#### Instructions to follow
Scan the entries below for the word "expected". Copy out every line in which it occurs.

#### Records provided

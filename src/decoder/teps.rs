use std::collections::BTreeMap;

use tracing::{debug, warn};

use super::markers::Slot;
use super::value::{scalar_text, AttributeEntry, GroupMember, Pair, Verbatim};

pub type TepMap = BTreeMap<String, Verbatim>;
pub type TepGroups = BTreeMap<String, TepMap>;

/// Decode a flat TEP list: every well-formed pair yields `display name -> value`,
/// the value untouched.
pub fn decode_flat(pairs: &[Pair]) -> TepMap {
    let mut teps = TepMap::new();
    for pair in pairs {
        match split_pair(pair) {
            Some((name, value)) => {
                teps.insert(scalar_text(&name.value), value.value.clone().into());
            }
            None => debug!("Dropping TEP entry with {} elements", pair.len()),
        }
    }
    teps
}

/// Work out which element of a pair is the name. Marker placement differs
/// between list variants, so position only decides when neither element or
/// both elements carry the same marker.
fn split_pair(pair: &[AttributeEntry]) -> Option<(&AttributeEntry, &AttributeEntry)> {
    let [a, b] = pair else {
        return None;
    };
    let role = |e: &AttributeEntry| match e.slot() {
        Some(Slot::GroupName) => None,
        other => other,
    };

    Some(match (role(a), role(b)) {
        (Some(Slot::Name), Some(Slot::Name)) | (Some(Slot::Value), Some(Slot::Value)) => (a, b),
        (Some(Slot::Name), _) => (a, b),
        (_, Some(Slot::Name)) => (b, a),
        (Some(Slot::Value), _) => (b, a),
        _ => (a, b),
    })
}

/// Decode TEP groups. Members are buffered until the group's name entry is
/// seen, which may come anywhere in the group. Nameless groups are skipped.
pub fn decode_groups(groups: &[Vec<GroupMember>]) -> TepGroups {
    let mut out = TepGroups::new();
    for group in groups {
        let mut name: Option<&str> = None;
        let mut pending: Vec<TepMap> = Vec::new();

        for member in group {
            match member {
                GroupMember::Name(n) if name.is_none() => name = Some(n.as_str()),
                GroupMember::Name(n) => debug!("Ignoring extra group name {:?}", n),
                GroupMember::Teps(pairs) => pending.push(decode_flat(pairs)),
            }
        }

        match name {
            Some(name) => {
                let target = out.entry(name.to_string()).or_default();
                for teps in pending {
                    target.extend(teps);
                }
            }
            None => warn!("Skipping TEP group without a name ({} members)", pending.len()),
        }
    }
    out
}

/// Same-named groups from different attributes merge, later keys winning.
pub fn merge_groups(into: &mut TepGroups, from: TepGroups) {
    for (name, teps) in from {
        into.entry(name).or_default().extend(teps);
    }
}

#[cfg(test)]
mod tests {
    use super::*;
    use serde_json::json;

    fn text<'a>(teps: &'a TepMap, key: &str) -> Option<&'a str> {
        teps.get(key).and_then(|v| v.0.as_str())
    }

    fn entry(code: &str, value: &str) -> AttributeEntry {
        AttributeEntry {
            code: code.into(),
            name: String::new(),
            value: json!(value),
        }
    }

    fn pair(name: &str, value: &str) -> Pair {
        vec![entry("tepListTepName", name), entry("tepListTepUnitValue", value)]
    }

    #[test]
    fn name_marker_first() {
        let teps = decode_flat(&[pair("Площадь", "1200")]);
        assert_eq!(text(&teps, "Площадь"), Some("1200"));
    }

    #[test]
    fn name_marker_second() {
        let p = vec![entry("tepListTepUnitValue", "1200"), entry("tepListTepName", "Площадь")];
        let teps = decode_flat(&[p]);
        assert_eq!(text(&teps, "Площадь"), Some("1200"));
    }

    #[test]
    fn value_marker_decides() {
        let p = vec![entry("tepGroupsTepListTepValue", "5"), entry("tepGroupsTepListLabel", "Этажность")];
        let teps = decode_flat(&[p]);
        assert_eq!(text(&teps, "Этажность"), Some("5"));
    }

    #[test]
    fn unmarked_pair_is_positional() {
        let teps = decode_flat(&[vec![entry("a", "Name"), entry("b", "Value")]]);
        assert_eq!(text(&teps, "Name"), Some("Value"));
    }

    #[test]
    fn wrong_length_dropped() {
        let one = vec![entry("tepListTepName", "Solo")];
        let three = vec![entry("tepListTepName", "A"), entry("x", "1"), entry("y", "2")];
        let teps = decode_flat(&[one, pair("Kept", "1"), three, Vec::new()]);
        assert_eq!(teps.len(), 1);
        assert!(teps.contains_key("Kept"));
    }

    #[test]
    fn permutations_give_same_map() {
        let pairs = vec![pair("A", "1"), pair("B", "2"), pair("C", "3")];
        let expected = decode_flat(&pairs);
        let orders = [[0, 1, 2], [0, 2, 1], [1, 0, 2], [1, 2, 0], [2, 0, 1], [2, 1, 0]];
        for order in orders {
            let permuted: Vec<Pair> = order.iter().map(|&i| pairs[i].clone()).collect();
            assert_eq!(decode_flat(&permuted), expected, "order {:?}", order);
        }
    }

    fn group_teps(name: &str, value: &str) -> GroupMember {
        GroupMember::Teps(vec![vec![
            entry("dopTepGroupsTepListTepName", name),
            entry("dopTepGroupsTepListValue", value),
        ]])
    }

    #[test]
    fn group_name_at_any_position() {
        let members = vec![
            group_teps("Этажность", "9"),
            group_teps("Высота", "30"),
            GroupMember::Name("Корпус 2".into()),
        ];
        for pos in 0..members.len() {
            let mut group = members.clone();
            group.rotate_left(pos);
            let out = decode_groups(&[group]);
            assert_eq!(out.len(), 1, "rotation {}", pos);
            let g = &out["Корпус 2"];
            assert_eq!(text(g, "Этажность"), Some("9"));
            assert_eq!(text(g, "Высота"), Some("30"));
        }
    }

    #[test]
    fn nameless_group_skipped() {
        let out = decode_groups(&[
            vec![group_teps("Orphan", "1")],
            vec![GroupMember::Name("Named".into()), group_teps("Kept", "2")],
        ]);
        assert_eq!(out.len(), 1);
        assert!(out["Named"].contains_key("Kept"));
        assert!(out.values().all(|g| !g.contains_key("Orphan")));
    }

    #[test]
    fn same_named_groups_merge() {
        let out = decode_groups(&[
            vec![GroupMember::Name("G".into()), group_teps("A", "1")],
            vec![group_teps("B", "2"), GroupMember::Name("G".into())],
        ]);
        assert_eq!(out["G"].len(), 2);
    }

    #[test]
    fn values_keep_their_json_type() {
        let p = vec![
            entry("dopTepListTepName", "Количество мест"),
            AttributeEntry {
                code: "dopTepListTepUnitValue".into(),
                name: String::new(),
                value: json!(120),
            },
        ];
        let teps = decode_flat(&[p]);
        assert_eq!(teps["Количество мест"], Verbatim(json!(120)));
    }
}
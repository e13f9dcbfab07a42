use reqwest::StatusCode;
use serde::Deserialize;
use tracing::{debug, warn};

use crate::error::{check_status, Result};
use crate::session::{read_json, SessionHandle};

#[derive(Debug, Clone, Default, PartialEq)]
pub struct Enrichment {
    pub links: Vec<String>,
    pub developer_org_name: Option<String>,
}

enum CaseOutcome {
    Resolved(Option<String>),
    /// The case card timed out upstream (504); the case keeps its link only.
    TransientMiss,
}

#[derive(Deserialize)]
#[serde(rename_all = "camelCase")]
struct CaseCard {
    #[serde(default)]
    office_case: Option<OfficeCase>,
}

#[derive(Deserialize)]
#[serde(rename_all = "camelCase")]
struct OfficeCase {
    #[serde(default)]
    organisation_name: Option<String>,
}

/// Resolve cadastral cases in order. Every case gets a display link; the
/// developer is the last non-empty organisation name seen.
pub async fn enrich(session: &SessionHandle, case_numbers: &[String]) -> Result<Enrichment> {
    let mut out = Enrichment::default();

    for case_number in case_numbers {
        out.links.push(session.endpoints().case_page(case_number));
        match fetch_case(session, case_number).await? {
            CaseOutcome::Resolved(Some(name)) => out.developer_org_name = Some(name),
            CaseOutcome::Resolved(None) => debug!("Case {} has no organisation", case_number),
            CaseOutcome::TransientMiss => {
                warn!("Case card {} timed out upstream (504), skipping enrichment", case_number)
            }
        }
    }

    Ok(out)
}

async fn fetch_case(session: &SessionHandle, case_number: &str) -> Result<CaseOutcome> {
    let url = session.endpoints().case_card(case_number);
    let resp = session.send(session.client().get(&url), &url).await?;
    if resp.status() == StatusCode::GATEWAY_TIMEOUT {
        return Ok(CaseOutcome::TransientMiss);
    }
    check_status(&url, resp.status())?;

    let card: CaseCard = read_json(resp, &url).await?;
    let name = card
        .office_case
        .and_then(|c| c.organisation_name)
        .filter(|n| !n.trim().is_empty());
    Ok(CaseOutcome::Resolved(name))
}

#[cfg(test)]
mod tests {
    use super::*;
    use crate::error::Error;
    use crate::session::{bridge, ClientOptions, Endpoints};
    use serde_json::json;
    use wiremock::matchers::{method, path};
    use wiremock::{Mock, MockServer, ResponseTemplate};

    fn session_for(server: &MockServer) -> SessionHandle {
        let options = ClientOptions {
            endpoints: Endpoints::new(&server.uri()).unwrap(),
            proxy: None,
        };
        bridge(&[], &options).unwrap()
    }

    async fn mount_case(server: &MockServer, case: &str, resp: ResponseTemplate) {
        Mock::given(method("GET"))
            .and(path(format!("/isogd/front/api/gisogd/office-cases/{}/card", case)))
            .respond_with(resp)
            .expect(1)
            .mount(server)
            .await;
    }

    fn org(name: Option<&str>) -> ResponseTemplate {
        ResponseTemplate::new(200).set_body_json(json!({ "officeCase": { "organisationName": name } }))
    }

    fn cases() -> Vec<String> {
        vec!["C1".into(), "C2".into(), "C3".into()]
    }

    #[tokio::test]
    async fn gateway_timeout_is_soft_and_last_name_wins() {
        let server = MockServer::start().await;
        mount_case(&server, "C1", org(Some("ООО Первый"))).await;
        mount_case(&server, "C2", ResponseTemplate::new(504)).await;
        mount_case(&server, "C3", org(Some("ООО Третий"))).await;

        let out = enrich(&session_for(&server), &cases()).await.unwrap();
        assert_eq!(out.links.len(), 3);
        assert_eq!(out.links[1], format!("{}/cases/C2", server.uri()));
        assert_eq!(out.developer_org_name.as_deref(), Some("ООО Третий"));
    }

    #[tokio::test]
    async fn empty_later_name_keeps_earlier() {
        let server = MockServer::start().await;
        mount_case(&server, "C1", org(Some("ООО Первый"))).await;
        mount_case(&server, "C2", ResponseTemplate::new(504)).await;
        mount_case(&server, "C3", org(Some(""))).await;

        let out = enrich(&session_for(&server), &cases()).await.unwrap();
        assert_eq!(out.links.len(), 3);
        assert_eq!(out.developer_org_name.as_deref(), Some("ООО Первый"));
    }

    #[tokio::test]
    async fn card_without_office_case() {
        let server = MockServer::start().await;
        mount_case(&server, "C1", ResponseTemplate::new(200).set_body_json(json!({}))).await;

        let out = enrich(&session_for(&server), &["C1".to_string()]).await.unwrap();
        assert_eq!(out.links.len(), 1);
        assert!(out.developer_org_name.is_none());
    }

    #[tokio::test]
    async fn other_failures_are_fatal() {
        let server = MockServer::start().await;
        mount_case(&server, "C1", ResponseTemplate::new(502)).await;
        let err = enrich(&session_for(&server), &["C1".to_string()]).await.unwrap_err();
        assert!(matches!(err, Error::Upstream { status, .. } if status.as_u16() == 502));

        let server = MockServer::start().await;
        mount_case(&server, "C1", ResponseTemplate::new(401)).await;
        let err = enrich(&session_for(&server), &["C1".to_string()]).await.unwrap_err();
        assert!(err.is_session_expired());
    }

    #[tokio::test]
    async fn no_cases_no_requests() {
        let server = MockServer::start().await;
        let out = enrich(&session_for(&server), &[]).await.unwrap();
        assert_eq!(out, Enrichment::default());
    }
}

#### Answer for the task
        let expected = decode_flat(&pairs);
            assert_eq!(decode_flat(&permuted), expected, "order {:?}", order);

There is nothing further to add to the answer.